Anderson Shadreck Manyere, an award-winning photojournalist and videographer, was filming clashes between the police and supporters of the opposition Movement for Democratic Change-Tsvangirai Nov. 12 when he was arrested, news outlets including the Voice of America reported. Police arrested 25 of the protestors, who were demonstrating for changes to Zimbabwe's security services and to protest violence by supporters of Mugabe's ruling ZANU-PF. More than 100 MDC youths participated in the protest, and 35 of them were arrested.
Manyere was detained briefly and charged with "participating in a gathering with intent to promote public violence, breaches of the peace or bigotry," according to South Africa-based News24.
Manyere denied the charges in the statement, according to The Standard, an independent newspaper in Zimbabwe.
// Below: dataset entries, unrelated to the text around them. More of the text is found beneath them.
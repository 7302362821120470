// SPDX-License-Identifier: MIT
// Copyright (c) 2026 ADNT Sarl <info@adnt.io>

//! Per-cube asset load jobs.
//!
//! A job either walks a configuration table entry by entry, or streams a single
//! group handed over by a trusted caller. Each call to [`AssetLoader::pump`]
//! moves at most one FIFO's worth of data per cube; nothing here blocks.
//!
//! Configuration entries are re-read from user RAM when their turn comes and
//! resolved through [`AssetGroupInfo::from_configuration`], which re-checks
//! the volume handle. Whatever the validator saw earlier is not relied on.

use crate::abi::{
    round_tiles, CubeId, ASSET_GROUP_CRC_SIZE, ASSET_SLOTS_PER_BANK,
    NUM_CUBE_SLOTS, TILES_PER_ASSET_SLOT,
};
use crate::error::{AssetError, Fault};
use crate::fifo::CubeProducers;
use crate::group::{record_base_addr, AssetGroupInfo};
use crate::memory::{AssetBus, VirtAddr};
use crate::validate::{BoundSlots, ConfigTable};
use crc::{Crc, Digest, CRC_32_ISO_HDLC};
use serde::{Deserialize, Serialize};

static CRC32: Crc<u32> = Crc::<u32>::new(&CRC_32_ISO_HDLC);

/// Something worth telling the host about.
#[derive(Debug, Clone, Copy, PartialEq, Eq, Serialize, Deserialize)]
#[cfg_attr(feature = "defmt", derive(defmt::Format))]
pub enum LoadEvent {
    /// A group has been fully pushed into the cube's FIFO.
    GroupLoaded {
        cube: CubeId,
        ordinal: u16,
        base_addr: Option<u16>,
        verified: bool,
    },
    /// The cube's job has nothing left to load.
    Finished { cube: CubeId },
    /// The cube's job was dropped.
    Failed { cube: CubeId, error: AssetError },
}

/// Snapshot of a cube's current transfer.
#[derive(Debug, Clone, Copy, PartialEq, Eq)]
#[cfg_attr(feature = "defmt", derive(defmt::Format))]
pub struct Progress {
    pub ordinal: u16,
    pub offset: u32,
    pub data_size: u32,
    pub paused: bool,
}

enum Source {
    Config {
        table: ConfigTable,
        slots: BoundSlots,
        next: u32,
        slot_tiles: [u32; ASSET_SLOTS_PER_BANK],
    },
    Single,
}

struct Stream {
    group: AssetGroupInfo,
    offset: u32,
    base_addr: Option<u16>,
    digest: Digest<'static, u32>,
}

impl Stream {
    fn new(group: AssetGroupInfo, base_addr: Option<u16>) -> Self {
        Self {
            group,
            offset: 0,
            base_addr,
            digest: CRC32.digest(),
        }
    }

    fn is_done(&self) -> bool {
        self.offset >= self.group.data_size
    }
}

struct Job {
    source: Source,
    current: Option<Stream>,
    paused: bool,
}

enum Next {
    Stream(Stream),
    Done,
}

impl Job {
    /// Resolve the next configuration entry, if any.
    fn next_stream<B: AssetBus + ?Sized>(&mut self, bus: &B) -> Result<Next, AssetError> {
        let Source::Config {
            table,
            slots,
            next,
            slot_tiles,
        } = &mut self.source
        else {
            return Ok(Next::Done);
        };

        if *next >= table.count {
            return Ok(Next::Done);
        }

        let entry = table.entry(bus, *next)?;
        *next += 1;

        let group = AssetGroupInfo::from_configuration(bus, &entry)?;

        // The entry may have been rewritten since validation
        let slot = entry.slot as usize;
        let Some(used) = slot_tiles.get_mut(slot).filter(|_| slots.is_bound(slot)) else {
            diag!("ASSET: Bad slot number {} at load time", slot);
            return Err(AssetError::BadSlot);
        };
        let tiles = round_tiles(u32::from(entry.num_tiles));
        if *used + tiles > TILES_PER_ASSET_SLOT {
            diag!("ASSET: Slot {} overflowed at load time", slot);
            return Err(AssetError::TooManyTiles);
        }

        let base = slot as u32 * TILES_PER_ASSET_SLOT + *used;
        *used += tiles;

        Ok(Next::Stream(Stream::new(group, u16::try_from(base).ok())))
    }
}

/// One optional job per cube.
pub struct AssetLoader<const CUBES: usize = NUM_CUBE_SLOTS> {
    jobs: [Option<Job>; CUBES],
}

impl<const CUBES: usize> AssetLoader<CUBES> {
    pub fn new() -> Self {
        Self {
            jobs: core::array::from_fn(|_| None),
        }
    }

    fn job_mut(&mut self, cube: CubeId) -> Option<&mut Job> {
        self.jobs.get_mut(cube.index())?.as_mut()
    }

    pub fn is_busy(&self, cube: CubeId) -> bool {
        matches!(self.jobs.get(cube.index()), Some(Some(_)))
    }

    pub fn is_idle(&self) -> bool {
        self.jobs.iter().all(Option::is_none)
    }

    pub fn active_mask(&self) -> u32 {
        self.mask_where(|_| true)
    }

    pub fn paused_mask(&self) -> u32 {
        self.mask_where(|job| job.paused)
    }

    fn mask_where(&self, pred: impl Fn(&Job) -> bool) -> u32 {
        self.jobs
            .iter()
            .enumerate()
            .filter(|(_, job)| job.as_ref().is_some_and(&pred))
            .fold(0, |mask, (i, _)| mask | (1u32 << i))
    }

    /// Start walking `table` on every cube in `cube_mask`.
    ///
    /// Refuses the whole request if any selected cube is out of range or busy.
    /// The table should already have passed [`crate::validate_config`] against
    /// the same `slots`; every entry is checked against them again as it loads.
    pub fn start_config(
        &mut self,
        cube_mask: u32,
        table: ConfigTable,
        slots: BoundSlots,
    ) -> Result<(), AssetError> {
        let cubes = CubeId::iter_mask(cube_mask).filter(|cube| cube.index() < CUBES);
        if cubes.clone().any(|cube| self.is_busy(cube)) {
            return Err(AssetError::Busy);
        }
        if cube_mask != 0 && cubes.clone().count() != cube_mask.count_ones() as usize {
            diag!("ASSET: Cube mask 0x{:08x} names unknown cubes", cube_mask);
            return Err(AssetError::BadCubeMask);
        }

        for cube in cubes {
            self.jobs[cube.index()] = Some(Job {
                source: Source::Config {
                    table,
                    slots,
                    next: 0,
                    slot_tiles: [0; ASSET_SLOTS_PER_BANK],
                },
                current: None,
                paused: false,
            });
        }
        Ok(())
    }

    /// Resolve a trusted group pointer and stream it to `cube`, replacing
    /// whatever that cube was doing.
    pub fn start_group<B: AssetBus + ?Sized>(
        &mut self,
        bus: &B,
        cube: CubeId,
        group_va: VirtAddr,
    ) -> Result<(), Fault> {
        let group = AssetGroupInfo::from_user_pointer(bus, group_va)?;
        let slot = self.jobs.get_mut(cube.index()).ok_or(Fault::InvalidParameter)?;
        *slot = Some(Job {
            source: Source::Single,
            current: Some(Stream::new(group, None)),
            paused: false,
        });
        Ok(())
    }

    pub fn pause(&mut self, cube: CubeId) -> bool {
        self.job_mut(cube).map(|job| job.paused = true).is_some()
    }

    pub fn resume(&mut self, cube: CubeId) -> bool {
        self.job_mut(cube).map(|job| job.paused = false).is_some()
    }

    /// Drop the jobs of every cube in `cube_mask`. Returns the mask actually cancelled.
    pub fn cancel(&mut self, cube_mask: u32) -> u32 {
        let mut cancelled = 0;
        for cube in CubeId::iter_mask(cube_mask) {
            if let Some(slot) = self.jobs.get_mut(cube.index()) {
                if slot.take().is_some() {
                    cancelled |= cube.bit();
                }
            }
        }
        cancelled
    }

    pub fn cancel_all(&mut self) -> u32 {
        self.cancel(u32::MAX)
    }

    pub fn progress(&self, cube: CubeId) -> Option<Progress> {
        let job = self.jobs.get(cube.index())?.as_ref()?;
        let stream = job.current.as_ref()?;
        Some(Progress {
            ordinal: stream.group.ordinal,
            offset: stream.offset,
            data_size: stream.group.data_size,
            paused: job.paused,
        })
    }

    /// Move data for every active, unpaused cube.
    pub fn pump<B: AssetBus + ?Sized, const N: usize>(
        &mut self,
        bus: &mut B,
        producers: &mut CubeProducers<'_, N, CUBES>,
        mut emit: impl FnMut(LoadEvent),
    ) {
        for index in 0..CUBES {
            let Some(cube) = CubeId::new(index as u8) else {
                break;
            };
            if let Err(error) = self.pump_cube(bus, producers, cube, &mut emit) {
                self.jobs[index] = None;
                emit(LoadEvent::Failed { cube, error });
            }
        }
    }

    fn pump_cube<B: AssetBus + ?Sized, const N: usize>(
        &mut self,
        bus: &mut B,
        producers: &mut CubeProducers<'_, N, CUBES>,
        cube: CubeId,
        emit: &mut impl FnMut(LoadEvent),
    ) -> Result<(), AssetError> {
        let slot = &mut self.jobs[cube.index()];
        let Some(job) = slot.as_mut() else {
            return Ok(());
        };
        if job.paused {
            return Ok(());
        }

        if job.current.is_none() {
            match job.next_stream(&*bus)? {
                Next::Stream(stream) => job.current = Some(stream),
                Next::Done => {
                    *slot = None;
                    emit(LoadEvent::Finished { cube });
                    return Ok(());
                }
            }
        }

        let Some(stream) = job.current.as_mut() else {
            return Ok(());
        };
        let Some(mut producer) = producers.get(cube) else {
            return Ok(());
        };

        let digest = &mut stream.digest;
        let moved =
            producer.fetch_from_group_with(&*bus, &stream.group, stream.offset, |bytes| {
                digest.update(bytes)
            })?;
        stream.offset += moved;

        if !stream.is_done() {
            return Ok(());
        }

        let Some(Stream {
            group,
            base_addr,
            digest,
            ..
        }) = job.current.take()
        else {
            return Ok(());
        };
        let verified = verify(&*bus, &group, digest.finalize());
        let base_addr = base_addr.filter(|&base| {
            record_base_addr(bus, group.va, cube, base)
                .inspect_err(|_| {
                    diag!("ASSET: Cannot record base address for group 0x{:08x}", group.va)
                })
                .is_ok()
        });

        emit(LoadEvent::GroupLoaded {
            cube,
            ordinal: group.ordinal,
            base_addr,
            verified,
        });

        if matches!(job.source, Source::Single) {
            *slot = None;
            emit(LoadEvent::Finished { cube });
        }
        Ok(())
    }
}

impl<const CUBES: usize> Default for AssetLoader<CUBES> {
    fn default() -> Self {
        Self::new()
    }
}

/// Compare the streamed bytes against the checksum recorded in the header.
fn verify<B: AssetBus + ?Sized>(bus: &B, group: &AssetGroupInfo, actual: u32) -> bool {
    let mut recorded = [0u8; ASSET_GROUP_CRC_SIZE];
    if group.copy_crc(bus, &mut recorded).is_err() {
        diag!("ASSET: Cannot read checksum of group 0x{:08x}", group.va);
        return false;
    }
    let expected = u32::from_le_bytes([recorded[0], recorded[1], recorded[2], recorded[3]]);
    if actual != expected {
        diag!(
            "ASSET: Group {} checksum mismatch: expected 0x{:08x}, got 0x{:08x}",
            group.ordinal,
            expected,
            actual
        );
    }
    actual == expected
}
He was previously arrested twice over a period of three months in 2010. In January 2010, he was detained for filming a demonstration by the human rights group Women and Men of Zimbabwe Arise, according to the Committee to Protect Journalists. In March that same year, he was arrested for filming a prisoner outside a courthouse in the capital.
In February 2010, Manyere was abducted by members of the ruling party who forced Manyere to delete footage he took of a party demonstration.
Manyere's lawyer said the photojournalist was the eight journalist to be arrested in Zimbabwe in the past month, according to The Standard.